--- Required action ---
Please write out the data that follows, word for word.

--- Task material ---
────

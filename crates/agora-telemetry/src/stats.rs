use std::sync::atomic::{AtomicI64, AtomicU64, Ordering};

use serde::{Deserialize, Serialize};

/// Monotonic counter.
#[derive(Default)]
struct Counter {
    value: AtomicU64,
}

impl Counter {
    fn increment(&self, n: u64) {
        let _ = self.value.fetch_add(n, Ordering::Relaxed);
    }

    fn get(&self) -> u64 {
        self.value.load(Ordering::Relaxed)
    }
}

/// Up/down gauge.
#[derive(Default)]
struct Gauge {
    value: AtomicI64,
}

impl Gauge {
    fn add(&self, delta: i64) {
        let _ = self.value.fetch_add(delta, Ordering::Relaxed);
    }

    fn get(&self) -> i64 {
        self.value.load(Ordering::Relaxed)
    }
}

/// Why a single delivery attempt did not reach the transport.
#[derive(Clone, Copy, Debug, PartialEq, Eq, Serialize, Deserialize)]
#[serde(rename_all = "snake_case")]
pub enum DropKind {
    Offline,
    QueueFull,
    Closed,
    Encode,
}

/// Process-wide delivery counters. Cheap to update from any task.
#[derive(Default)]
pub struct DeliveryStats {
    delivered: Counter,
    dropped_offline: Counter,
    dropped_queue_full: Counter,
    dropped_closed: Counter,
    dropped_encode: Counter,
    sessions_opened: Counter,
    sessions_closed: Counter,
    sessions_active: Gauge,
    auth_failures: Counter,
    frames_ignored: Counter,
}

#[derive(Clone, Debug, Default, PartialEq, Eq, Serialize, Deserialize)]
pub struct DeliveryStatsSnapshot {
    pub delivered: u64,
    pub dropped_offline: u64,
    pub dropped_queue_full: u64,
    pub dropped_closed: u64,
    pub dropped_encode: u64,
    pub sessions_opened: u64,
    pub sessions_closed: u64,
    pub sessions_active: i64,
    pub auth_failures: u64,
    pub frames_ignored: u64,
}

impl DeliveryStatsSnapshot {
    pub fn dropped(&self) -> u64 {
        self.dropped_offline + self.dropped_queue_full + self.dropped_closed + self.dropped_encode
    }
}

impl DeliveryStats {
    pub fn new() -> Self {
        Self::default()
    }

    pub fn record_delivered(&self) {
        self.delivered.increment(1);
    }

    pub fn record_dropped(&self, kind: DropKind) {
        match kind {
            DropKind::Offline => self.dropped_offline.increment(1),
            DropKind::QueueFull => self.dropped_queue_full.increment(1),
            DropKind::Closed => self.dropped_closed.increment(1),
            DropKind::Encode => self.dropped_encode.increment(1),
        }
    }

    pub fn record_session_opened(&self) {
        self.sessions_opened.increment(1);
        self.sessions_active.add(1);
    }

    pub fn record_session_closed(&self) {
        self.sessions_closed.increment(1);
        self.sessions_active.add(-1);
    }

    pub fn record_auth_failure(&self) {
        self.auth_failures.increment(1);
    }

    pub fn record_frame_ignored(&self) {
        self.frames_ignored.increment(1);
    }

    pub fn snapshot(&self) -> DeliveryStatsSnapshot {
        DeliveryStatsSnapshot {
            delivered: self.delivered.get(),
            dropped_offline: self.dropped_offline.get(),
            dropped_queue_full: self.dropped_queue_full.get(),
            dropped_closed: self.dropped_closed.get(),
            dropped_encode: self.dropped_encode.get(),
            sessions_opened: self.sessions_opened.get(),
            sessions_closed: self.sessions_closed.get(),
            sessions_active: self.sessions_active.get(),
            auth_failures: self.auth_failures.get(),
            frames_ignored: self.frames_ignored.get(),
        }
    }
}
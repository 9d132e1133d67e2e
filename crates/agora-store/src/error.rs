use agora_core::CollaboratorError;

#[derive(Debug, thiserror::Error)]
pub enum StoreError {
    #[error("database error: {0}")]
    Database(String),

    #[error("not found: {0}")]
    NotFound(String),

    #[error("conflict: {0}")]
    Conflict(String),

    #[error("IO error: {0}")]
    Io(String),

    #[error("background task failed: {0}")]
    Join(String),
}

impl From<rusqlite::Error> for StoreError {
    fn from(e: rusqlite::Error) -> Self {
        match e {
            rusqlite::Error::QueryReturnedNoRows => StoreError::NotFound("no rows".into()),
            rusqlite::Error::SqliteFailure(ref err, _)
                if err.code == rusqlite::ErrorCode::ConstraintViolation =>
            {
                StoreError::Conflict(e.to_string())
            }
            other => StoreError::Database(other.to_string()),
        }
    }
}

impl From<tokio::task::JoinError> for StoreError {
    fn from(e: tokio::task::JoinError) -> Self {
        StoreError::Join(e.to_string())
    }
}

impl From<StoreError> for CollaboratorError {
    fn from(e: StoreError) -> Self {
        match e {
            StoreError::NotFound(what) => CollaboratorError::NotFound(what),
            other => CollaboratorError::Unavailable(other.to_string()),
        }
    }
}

────

--- Answer for this exercise ---
filename crates/agora-telemetry/src/stats.rs
use std::sync::atomic::{AtomicI64, AtomicU64, Ordering};

use serde::{Deserialize, Serialize};

/// Monotonic counter.
#[derive(Default)]
struct Counter {
    value: AtomicU64,
}

impl Counter {
    fn increment(&self, n: u64) {
        let _ = self.value.fetch_add(n, Ordering::Relaxed);
    }

    fn get(&self) -> u64 {
        self.value.load(Ordering::Relaxed)
    }
}

/// Up/down gauge.
#[derive(Default)]
struct Gauge {
    value: AtomicI64,
}

impl Gauge {
    fn add(&self, delta: i64) {
        let _ = self.value.fetch_add(delta, Ordering::Relaxed);
    }

    fn get(&self) -> i64 {
        self.value.load(Ordering::Relaxed)
    }
}

/// Why a single delivery attempt did not reach the transport.
#[derive(Clone, Copy, Debug, PartialEq, Eq, Serialize, Deserialize)]
#[serde(rename_all = "snake_case")]
pub enum DropKind {
    Offline,
    QueueFull,
    Closed,
    Encode,
}

/// Process-wide delivery counters. Cheap to update from any task.
#[derive(Default)]
pub struct DeliveryStats {
    delivered: Counter,
    dropped_offline: Counter,
    dropped_queue_full: Counter,
    dropped_closed: Counter,
    dropped_encode: Counter,
    sessions_opened: Counter,
    sessions_closed: Counter,
    sessions_active: Gauge,
    auth_failures: Counter,
    frames_ignored: Counter,
}

#[derive(Clone, Debug, Default, PartialEq, Eq, Serialize, Deserialize)]
pub struct DeliveryStatsSnapshot {
    pub delivered: u64,
    pub dropped_offline: u64,
    pub dropped_queue_full: u64,
    pub dropped_closed: u64,
    pub dropped_encode: u64,
    pub sessions_opened: u64,
    pub sessions_closed: u64,
    pub sessions_active: i64,
    pub auth_failures: u64,
    pub frames_ignored: u64,
}

impl DeliveryStatsSnapshot {
    pub fn dropped(&self) -> u64 {
        self.dropped_offline + self.dropped_queue_full + self.dropped_closed + self.dropped_encode
    }
}

impl DeliveryStats {
    pub fn new() -> Self {
        Self::default()
    }

    pub fn record_delivered(&self) {
        self.delivered.increment(1);
    }

    pub fn record_dropped(&self, kind: DropKind) {
        match kind {
            DropKind::Offline => self.dropped_offline.increment(1),
            DropKind::QueueFull => self.dropped_queue_full.increment(1),
            DropKind::Closed => self.dropped_closed.increment(1),
            DropKind::Encode => self.dropped_encode.increment(1),
        }
    }

    pub fn record_session_opened(&self) {
        self.sessions_opened.increment(1);
        self.sessions_active.add(1);
    }

    pub fn record_session_closed(&self) {
        self.sessions_closed.increment(1);
        self.sessions_active.add(-1);
    }

    pub fn record_auth_failure(&self) {
        self.auth_failures.increment(1);
    }

    pub fn record_frame_ignored(&self) {
        self.frames_ignored.increment(1);
    }

    pub fn snapshot(&self) -> DeliveryStatsSnapshot {
        DeliveryStatsSnapshot {
            delivered: self.delivered.get(),
            dropped_offline: self.dropped_offline.get(),
            dropped_queue_full: self.dropped_queue_full.get(),
            dropped_closed: self.dropped_closed.get(),
            dropped_encode: self.dropped_encode.get(),
            sessions_opened: self.sessions_opened.get(),
            sessions_closed: self.sessions_closed.get(),
            sessions_active: self.sessions_active.get(),
            auth_failures: self.auth_failures.get(),
            frames_ignored: self.frames_ignored.get(),
        }
    }
}
repository 9d132e1133d67e2e
filename crates/agora-store/src/error.rs
use agora_core::CollaboratorError;

#[derive(Debug, thiserror::Error)]
pub enum StoreError {
    #[error("database error: {0}")]
    Database(String),

    #[error("not found: {0}")]
    NotFound(String),

    #[error("conflict: {0}")]
    Conflict(String),

    #[error("IO error: {0}")]
    Io(String),

    #[error("background task failed: {0}")]
    Join(String),
}

impl From<rusqlite::Error> for StoreError {
    fn from(e: rusqlite::Error) -> Self {
        match e {
            rusqlite::Error::QueryReturnedNoRows => StoreError::NotFound("no rows".into()),
            rusqlite::Error::SqliteFailure(ref err, _)
                if err.code == rusqlite::ErrorCode::ConstraintViolation =>
            {
                StoreError::Conflict(e.to_string())
            }
            other => StoreError::Database(other.to_string()),
        }
    }
}

impl From<tokio::task::JoinError> for StoreError {
    fn from(e: tokio::task::JoinError) -> Self {
        StoreError::Join(e.to_string())
    }
}

impl From<StoreError> for CollaboratorError {
    fn from(e: StoreError) -> Self {
        match e {
            StoreError::NotFound(what) => CollaboratorError::NotFound(what),
            other => CollaboratorError::Unavailable(other.to_string()),
        }
    }
}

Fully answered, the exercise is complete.